9. The changing demography of Scotland, the associated changes in morbidity and the continuing health inequalities set major challenges for pharmaceutical care in the future. The proportion of over 75s, who are the highest users of NHS services and for whom prescribing can be particularly complex, will increase by over 25% in the next 10 years, and the number of over 75s is likely to have increased by almost 60% in the next 20 years6 . The pattern of disease will see a continuing shift towards long term conditions, with growing numbers of those with multi-morbidity, co-morbidity of physical and mental disorders, and resulting complex needs. In a recent Scottish study7 an analysis of a database of the over one and three quarter million patients found that nearly a quarter were multimorbid (i.e. with two or more disorders), that onset of multi-morbidity occurred 10-15 years earlier in people living in the most deprived areas compared with the most affluent, and that the presence of a mental health disorder increased as the number of physical morbidities increased. The study illustrates the challenges to the traditional single-disease framework by which most health care has been configured and underlines the importance of generalist clinicians providing personalised, comprehensive and continuous care.

10. Medicines are the commonest form of treatment in the NHS. The total volume of prescription items dispensed in the community in Scotland in 2010/11 was 91.1 million items, with a total (net) cost of almost £1.14 billion8 . However, medicines can harm as well as help. The sources of harm are adverse reactions to the medicines themselves, the errors made by healthcare professionals and carers, and failure by patients to adhere to the prescribed regime of treatment (non-adherence). These three sources of harm are often inter-related. These harms cause avoidable misery, unnecessary ill health, and sometimes death. These consequences also represent a significant drain on Scottish Government resources, such as increased hospital admissions, inappropriate escalation of treatment, increased waste and additional staff time. Studies have found that between 1.4% and 15.4% of hospital admissions were drug related and preventable; the commonest causes were prescribing and monitoring problems (53%) and non-adherence (33%)9 .

11. Non-adherence has been estimated to be responsible for 48% of asthma deaths, an 80% increased risk of death in diabetes and a 3.8-fold increased risk of death following a heart attack10 . Another manifestation of non-adherence is failure to collect prescriptions. Two small studies show that 2.9 - 5.2% of items prescribed were not dispensed11 , although they were conducted before prescriptions became free. Although one pound in every eight of NHS spending is on medicines, up to half of all the medicines prescribed are not used as the prescriber intended12 .

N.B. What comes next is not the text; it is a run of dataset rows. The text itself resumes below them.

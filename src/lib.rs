//! Mailpilot: an LLM-driven email and calendar assistant.
//!
//! A user message goes through one agent cycle:
//! Memory → Prompt → Model → Parser → (Approval Gate | Executor) → Memory
//!
//! # Architecture
//!
//! - **Action registry**: the catalog of mailbox actions, their parameter
//!   schemas and which ones need human approval
//! - **Response parser**: extracts `<action name="...">` directives from
//!   free-form model output
//! - **Approval gate**: parks sending, replying, forwarding, deleting and
//!   event creation until the user decides
//! - **Conversation memory**: bounded turn history plus the last search
//!   results and known contacts
//! - **Agent loop**: drives model calls and dispatches until the model
//!   answers without directives or the iteration cap is reached

pub mod actions;
pub mod agent;
pub mod approval;
pub mod config;
pub mod error;
pub mod llm;
pub mod mailbox;
pub mod observability;
pub mod parser;
pub mod session;

pub use actions::{ActionRegistry, builtin_registry};
pub use agent::{AgentConfig, AgentReply, MailAgent, StopReason};
pub use approval::{ApprovalGate, Decision, PendingApproval};
pub use config::AssistantConfig;
pub use error::{MailAgentError, Result};
pub use llm::ModelClient;
pub use mailbox::{MailboxClient, MailboxError};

12. Waste medicines result predominantly from non-adherence, changes in prescribing and changes in the patient's condition. A study13 of waste medicines in England in 2010 found that medicines worth in the order of around £300 million were wasted per year and about £150 million could be saved in cost effective ways. The proportionate equivalent for Scotland would be wastage of £30 million and savings of £15 million. The study concludes that 'the greatest social and economic returns are to be gained when reducing medicines waste can be effectively linked to improving care quality and health outcomes'.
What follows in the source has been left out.